Hi @franzsf , @jgellar and @paul.buerkner. Thank you for your examples. There is something that is not clear for me. I understand that the weights argument and “wt” variable allow me to fit the model without considering that especific observation, but if that observation has an NA as response, the fitted function result in the same error:

Error: Cannot handle new locations in CAR models.

If I use any value insted of NA, still I will be restricted by the size argument, right?

Even without this problems, do you think that this method can be use to execute a K-fold cross-validation like in this vignette?

Do you know how to do it using brms?

Thank you,

The error can be avoided by allowing missing value in the responses (if continuous). See the example in this paper: Efficient leave-one-out cross-validation for Bayesian non-factorized normal and Student-t models | SpringerLink

Then, at least loo should be programatically possible. K-fold might complain (for code not conceptual reason) but I am not entirely sure right now.
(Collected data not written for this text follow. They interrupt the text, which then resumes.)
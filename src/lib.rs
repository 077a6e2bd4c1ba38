mod calendar;
mod consts;
mod error;
#[cfg(feature = "chrono")]
mod interop;
mod parse;
mod prelude;
mod types;

pub use calendar::{days_in_month, days_in_quarter, days_in_year, is_leap_year, weeks_in_year};
pub use consts::*;
pub use error::{DateElement, ParseError, RangeError, UnexpectedTokenError};
pub use parse::{parse_date, parse_date_bytes, parse_date_bytes_prefix, parse_date_prefix};
pub use types::{CalendarDate, DateLike, OrdinalDate, QuarterDate, WeekDate};

use crate::prelude::*;
use std::cmp::Ordering;
use std::str::FromStr;

/// Any of the four ISO 8601 date representations, as produced by [`parse_date`].
#[derive(Debug, Clone, Copy, PartialEq, Eq, Hash, Display, From, TryInto)]
pub enum IsoDate {
    /// `2012-12-24`
    Calendar(CalendarDate),
    /// `2012-359`
    Ordinal(OrdinalDate),
    /// `2012-W52-1`
    Week(WeekDate),
    /// `2012-Q4-85`
    Quarter(QuarterDate),
}

impl IsoDate {
    /// Returns the year as written; for week dates this is the week-numbering year.
    pub const fn year(&self) -> u16 {
        match self {
            Self::Calendar(date) => date.year(),
            Self::Ordinal(date) => date.year(),
            Self::Week(date) => date.year(),
            Self::Quarter(date) => date.year(),
        }
    }

    /// Rank used for ordering ties on the same calendar date.
    #[inline]
    const fn representation_rank(&self) -> u8 {
        match self {
            Self::Calendar(_) => 0,
            Self::Ordinal(_) => 1,
            Self::Week(_) => 2,
            Self::Quarter(_) => 3,
        }
    }
}

impl DateLike for IsoDate {
    fn to_calendar_date(&self) -> CalendarDate {
        match self {
            Self::Calendar(date) => date.to_calendar_date(),
            Self::Ordinal(date) => date.to_calendar_date(),
            Self::Week(date) => date.to_calendar_date(),
            Self::Quarter(date) => date.to_calendar_date(),
        }
    }

    fn validate(&self) -> Result<(), RangeError> {
        match self {
            Self::Calendar(date) => date.validate(),
            Self::Ordinal(date) => date.validate(),
            Self::Week(date) => date.validate(),
            Self::Quarter(date) => date.validate(),
        }
    }
}

impl FromStr for IsoDate {
    type Err = ParseError;

    fn from_str(s: &str) -> Result<Self, Self::Err> {
        parse_date(s)
    }
}

impl PartialOrd for IsoDate {
    fn partial_cmp(&self, other: &Self) -> Option<Ordering> {
        Some(self.cmp(other))
    }
}

impl Ord for IsoDate {
    fn cmp(&self, other: &Self) -> Ordering {
        // Compare the day each value denotes first...
        match self.to_calendar_date().cmp(&other.to_calendar_date()) {
            // ...then break ties by representation.
            Ordering::Equal => self.representation_rank().cmp(&other.representation_rank()),
            ord => ord,
        }
    }
}

/// Serializes as the canonical string and deserializes through [`parse_date`].
macro_rules! impl_serde_as_str {
    ($($ty:ty),+ $(,)?) => {$(
        impl serde::Serialize for $ty {
            fn serialize<S>(&self, serializer: S) -> Result<S::Ok, S::Error>
            where
                S: serde::Serializer,
            {
                serializer.collect_str(self)
            }
        }

        impl<'de> serde::Deserialize<'de> for $ty {
            fn deserialize<D>(deserializer: D) -> Result<Self, D::Error>
            where
                D: serde::Deserializer<'de>,
            {
                let s = <String as serde::Deserialize>::deserialize(deserializer)?;
                let date = parse_date(&s).map_err(serde::de::Error::custom)?;
                Self::try_from(date).map_err(serde::de::Error::custom)
            }
        }
    )+};
}

impl_serde_as_str!(IsoDate, CalendarDate, OrdinalDate, WeekDate, QuarterDate);
/*******************************************************************************
*   (c) 2020 ZondaX GmbH
*
*  Licensed under the Apache License, Version 2.0 (the "License");
*  you may not use this file except in compliance with the License.
*  You may obtain a copy of the License at
*
*      http://www.apache.org/licenses/LICENSE-2.0
*
*  Unless required by applicable law or agreed to in writing, software
*  distributed under the License is distributed on an "AS IS" BASIS,
*  WITHOUT WARRANTIES OR CONDITIONS OF ANY KIND, either express or implied.
*  See the License for the specific language governing permissions and
*  limitations under the License.
********************************************************************************/
//! APDU constants of the ARK app

/// APDU Class byte
pub const CLA: u8 = 0xE0;

/// Maximum bytes carried by a single APDU segment
pub const CHUNK_SIZE: usize = 255;

/// Maximum number of segments of one logical command
pub const CHUNK_MAX: usize = 10;

/// Maximum payload of one logical command
pub const PAYLOAD_MAX: usize = CHUNK_SIZE * CHUNK_MAX;

/// Maximum number of derivation path elements accepted by the device
pub const MAX_PATH_ELEMENTS: usize = 10;

/// Length of the chaincode returned with an extended public key
pub const CHAIN_CODE_LEN: usize = 32;

/// BIP44 purpose value
pub const BIP44_PURPOSE: u32 = 44;

/// ARK coin type
pub const ARK_COIN_TYPE: u32 = 111;

/// BIP44 hardened derivation flag
pub const BIP44_HARDENED: u32 = 0x8000_0000;

/// APDU instruction codes
#[repr(u8)]
#[derive(Clone, Copy, Debug, PartialEq, Eq)]
pub enum InstructionCode {
    /// Get a public key (and legacy address)
    GetPublicKey = 0x02,
    /// Sign a transaction
    SignTransaction = 0x04,
    /// Get the app version and flags
    GetVersion = 0x06,
    /// Sign a message
    SignMessage = 0x08,
}

/// P1 for read commands: whether the user must approve on-device
#[repr(u8)]
#[derive(Clone, Copy, Debug, PartialEq, Eq)]
pub enum Confirmation {
    /// Do not request user approval
    NonConfirm = 0x00,
    /// Request user approval
    Confirm = 0x01,
}

/// P1 for signing commands: position of a segment in a logical command
#[repr(u8)]
#[derive(Clone, Copy, Debug, PartialEq, Eq)]
pub enum SegmentFlag {
    /// First of several segments
    First = 0x00,
    /// Any segment strictly between the first and the last
    More = 0x01,
    /// The only segment
    Single = 0x80,
    /// Last of several segments
    Last = 0x81,
}

/// P2 selector: chaincode context for reads, signature scheme for signing
#[repr(u8)]
#[derive(Clone, Copy, Debug, PartialEq, Eq)]
pub enum Context {
    /// Do not return a chaincode
    NoChaincode = 0x00,
    /// Return a chaincode
    Chaincode = 0x01,
    /// ECDSA signatures
    Ecdsa = 0x40,
    /// Schnorr signatures
    Schnorr = 0x50,
}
Thank you Paul. I already tried that but I get this:

Error: Argument 'mi' is not supported for family 'multinomial(logit)'.

I will try to change the model in a way that a Poisson likelihood can be used.

also poisson won’t worn unfortunately. only continues likelihoods are compatible with mi at this point.

Sorry, I didn’t pay attention to that part. Thank you for your response.